On trouve dans ces vers l’explication du rayonnement de Notre-Dame de Paris. Elle siège au cœur de la cité, comme une reine, et cette cité est capitale du royaume ainsi que Clovis l’avait choisie en raison de sa position centrale et de sa place sur la Seine.
Un manifeste de la Chrétienté
Notre-Dame de Paris nous invite aussi à réfléchir à ce qu’est une cathédrale : la manifestation en pierres, en verres, en sculptures et en peinture de ce qu’est la Chrétienté. La cathédrale prouve par tous ses éléments que la Chrétienté existe car elle est le résumé et la transfiguration de cette société qui fut entièrement chrétienne. Construite à l’initiative d’un évêque et d’un roi, elle est encore l’œuvre des corporations qui avaient à cœur d’avoir leur chapelle. Elle est aussi un univers où tout le peuple, y compris les marginaux, a sa place et où même les démons représentés dans les gargouilles concourent sans le savoir à l’œuvre de Dieu. Le trait de génie de Victor Hugo qui, par son roman Notre-Dame de Paris sauva la cathédrale des pics des démolisseurs, fut d’avoir fait de la Esmeralda et de Quasimodo les héros de Notre-Dame. Non seulement ils comblaient de romantisme ses lecteurs mais ils faisaient également sentir le rôle social de la cathédrale.
Un royaume voulu par Dieu
Quand Jeanne d’Arc parlait du « Saint Royaume de France », elle savait que ce n’était pas un royaume composé de saints. Elle les connaissait trop bien : le Dauphin et ses faiblesses, l’archevêque de Reims qui la trahirait plus tard, Gilles de Rais qui deviendrait un monstre, et le « beau duc d’Alençon » qui préférerait les intérêts de son duché à ceux du royaume de France. Mais elle savait que, malgré toutes ces tares et bien d’autres, ce royaume était voulu par Dieu et que, donc, à l’image de l’Église dont il est un morceau, il était saint tout en étant composé de pécheurs. La cathédrale, dans sa volonté de rassembler le peuple entier est une image de ce royaume et de l’Église où les pécheurs ont leur place et sont transportés vers la Lumière comme le veut cette architecture, appelée à tort gothique mais à laquelle il faut redonner son vrai nom d’art français.

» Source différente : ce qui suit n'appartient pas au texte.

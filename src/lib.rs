//! Boardroom: persistent agents sharing a project workspace
//!
//! Long-lived, model-backed agent roles (CEO, frontend, backend, ...) work
//! inside one workspace per project, call schema-checked tools, and resume
//! their conversations after a restart.
//!
//! # Architecture
//!
//! ```text
//! ┌─────────────────────────────────────────┐
//! │        AgentRuntime (per process)       │
//! │  initialize / invoke / invoke_streaming │
//! └────────────────────┬────────────────────┘
//!                      ▼
//! ┌─────────────────────────────────────────┐
//! │         StreamingOrchestrator           │
//! │  stream → reassemble calls → dispatch   │
//! └──────────┬───────────────────┬──────────┘
//!            ▼                   ▼
//! ┌────────────────────┐ ┌──────────────────┐
//! │ CapabilityRegistry │ │ AgentMemoryStore │
//! │ fs, git, team, gh  │ │ turns, decisions │
//! └──────────┬─────────┘ └────────┬─────────┘
//!            ▼                    ▼
//! ┌─────────────────────────────────────────┐
//! │  WorkspaceStore + CoordinationBoard     │
//! │  one root per project, no escapes       │
//! └─────────────────────────────────────────┘
//! ```

pub mod board;
pub mod completion;
pub mod config;
pub mod memory;
pub mod orchestrator;
pub mod roles;
pub mod runtime;
pub mod tools;
pub mod workspace;

// Re-exports for convenience
pub use board::{BoardMessage, CoordinationBoard, Priority, SharedNote};
pub use completion::{CompletionClient, OpenAiClient, ScriptedClient};
pub use config::Config;
pub use memory::{AgentMemoryStore, AgentRecord, AgentStatus, ConversationTurn, DecisionEntry};
pub use orchestrator::{StreamingOrchestrator, TurnEvent, TurnOutcome};
pub use roles::RoleDescriptor;
pub use runtime::AgentRuntime;
pub use tools::{Capability, CapabilityRegistry, DispatchOutcome, ParamSchema, ToolModule};
pub use workspace::WorkspaceStore;

use serde::{Deserialize, Serialize};

/// Crate-level error type
#[derive(Debug, thiserror::Error)]
pub enum Error {
    #[error("Workspace security violation: {0}")]
    WorkspaceSecurity(String),

    #[error("Unknown capability: {0}")]
    UnknownCapability(String),

    #[error("Capability '{name}' already registered by module '{owner}'")]
    DuplicateCapability { name: String, owner: String },

    #[error("Invalid arguments: {0}")]
    InvalidArguments(String),

    #[error("Tool execution failed: {0}")]
    ToolExecution(String),

    #[error("Tool loop exceeded {0} round trips")]
    ToolLoopExceeded(usize),

    #[error("Transport error: {0}")]
    Transport(String),

    #[error("Corrupt persisted state: {0}")]
    CorruptState(String),

    #[error("Timed out: {0}")]
    Timeout(String),

    #[error("Configuration error: {0}")]
    Config(String),

    #[error("Not found: {0}")]
    NotFound(String),

    #[error("IO error: {0}")]
    Io(#[from] std::io::Error),

    #[error("JSON error: {0}")]
    Json(#[from] serde_json::Error),

    #[error("TOML error: {0}")]
    Toml(#[from] toml::de::Error),

    #[error("HTTP error: {0}")]
    Http(#[from] reqwest::Error),
}

impl Error {
    /// Classify this error for structured tool results and turn events
    pub fn kind(&self) -> ErrorKind {
        match self {
            Error::WorkspaceSecurity(_) => ErrorKind::WorkspaceSecurity,
            Error::UnknownCapability(_) => ErrorKind::UnknownCapability,
            Error::DuplicateCapability { .. } => ErrorKind::DuplicateCapability,
            Error::InvalidArguments(_) => ErrorKind::InvalidArguments,
            Error::ToolLoopExceeded(_) => ErrorKind::ToolLoopExceeded,
            Error::Transport(_) | Error::Http(_) => ErrorKind::Transport,
            Error::CorruptState(_) => ErrorKind::CorruptState,
            Error::Timeout(_) => ErrorKind::Timeout,
            Error::ToolExecution(_)
            | Error::Config(_)
            | Error::NotFound(_)
            | Error::Io(_)
            | Error::Json(_)
            | Error::Toml(_) => ErrorKind::ToolExecution,
        }
    }
}

/// Wire-level error classification
#[derive(Debug, Clone, Copy, PartialEq, Eq, Hash, Serialize, Deserialize)]
pub enum ErrorKind {
    #[serde(rename = "WorkspaceSecurityError")]
    WorkspaceSecurity,
    #[serde(rename = "UnknownCapabilityError")]
    UnknownCapability,
    #[serde(rename = "DuplicateCapabilityError")]
    DuplicateCapability,
    #[serde(rename = "InvalidArgumentsError")]
    InvalidArguments,
    #[serde(rename = "ToolExecutionError")]
    ToolExecution,
    #[serde(rename = "ToolLoopExceeded")]
    ToolLoopExceeded,
    #[serde(rename = "TransportError")]
    Transport,
    #[serde(rename = "CorruptStateError")]
    CorruptState,
    #[serde(rename = "TimeoutError")]
    Timeout,
}

impl ErrorKind {
    /// Name used in structured results
    pub fn as_str(&self) -> &'static str {
        match self {
            ErrorKind::WorkspaceSecurity => "WorkspaceSecurityError",
            ErrorKind::UnknownCapability => "UnknownCapabilityError",
            ErrorKind::DuplicateCapability => "DuplicateCapabilityError",
            ErrorKind::InvalidArguments => "InvalidArgumentsError",
            ErrorKind::ToolExecution => "ToolExecutionError",
            ErrorKind::ToolLoopExceeded => "ToolLoopExceeded",
            ErrorKind::Transport => "TransportError",
            ErrorKind::CorruptState => "CorruptStateError",
            ErrorKind::Timeout => "TimeoutError",
        }
    }
}

impl std::fmt::Display for ErrorKind {
    fn fmt(&self, f: &mut std::fmt::Formatter<'_>) -> std::fmt::Result {
        write!(f, "{}", self.as_str())
    }
}

pub type Result<T> = std::result::Result<T, Error>;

« Des lieux où souffle l’Esprit »
Notre-Dame de Paris est et sera toujours le kilomètre 0, celui d’où l’on part et auquel on revient. L’émotion provoquée par son incendie et, aujourd’hui, par sa résurrection montre que c’est bien le monde entier qui communie dans cette « œuvre française » dont le message est toujours vivant.
Le piéton qui foule les pavés de l’île de la Cité éprouve le même sentiment que celui qui s’achemine vers Saint-Pierre de Rome en passant devant le château Saint-Ange : « Il y a des lieux où souffle l’esprit » écrivait Maurice Barrès au début de sa Colline inspirée… L’Esprit qui souffle au cœur de Notre-Dame dépasse tous les temps et tous les lieux mais il a tout de même tenu à s’inscrire dans cette cathédrale de pierres et de vitraux, témoin de son incarnation dans le temps.
Le retour de Notre-Dame de Paris dans sa splendeur originelle ne doit pas être l’occasion d’une aventure touristique, ni même esthétique mais de manifester son respect envers la présence de cet Esprit.